_SOURCE MATERIAL_.
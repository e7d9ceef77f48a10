//! Movement tuning knobs.

/// Per-actor movement parameters.
///
/// Distances are planar metres, durations are simulated seconds (converted
/// to ticks at use sites).  The defaults describe an unhurried adult
/// walking an aisle.
#[derive(Clone, Debug)]
#[cfg_attr(feature = "serde", derive(serde::Serialize, serde::Deserialize))]
pub struct MovementConfig {
    /// Walking speed, m/s.
    pub speed: f32,

    /// Path-following arrival threshold: remaining path distance at or
    /// below this counts as arrived.
    pub stopping_distance: f32,

    /// Straight-line arrival threshold, strictly larger than
    /// `stopping_distance`: close enough to the effective destination
    /// counts as arrived even if the path cursor disagrees.
    pub arrive_radius: f32,

    /// How far a requested destination may sit from the walkable surface
    /// and still be accepted (sampled to the nearest walkable point).
    pub sample_radius: f32,

    /// Net displacement below this over the dwell window means "stuck".
    pub stuck_epsilon: f32,

    /// How long near-zero displacement must persist before recovery starts.
    pub stuck_dwell_secs: f32,

    /// Randomized nearby goals tried per recovery round.
    pub offset_attempts: u32,

    /// Radius of the disc the offset candidates are drawn from.
    pub offset_radius: f32,

    /// Pause before a full retry of the original destination.
    pub retry_delay_secs: f32,

    /// Failed full retries tolerated before the destination is abandoned
    /// with a permanent failure.
    pub max_retries: u32,
}

impl Default for MovementConfig {
    fn default() -> Self {
        Self {
            speed: 1.3,
            stopping_distance: 0.2,
            arrive_radius: 0.5,
            sample_radius: 1.5,
            stuck_epsilon: 0.05,
            stuck_dwell_secs: 1.5,
            offset_attempts: 8,
            offset_radius: 1.2,
            retry_delay_secs: 2.0,
            max_retries: 3,
        }
    }
}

_EXERCISE BRIEF_. Wherever the string "arrived" appears in the data above, report the whole line.

_OUTPUT OF THE TASK_.
    /// below this counts as arrived.
    /// counts as arrived even if the path cursor disagrees.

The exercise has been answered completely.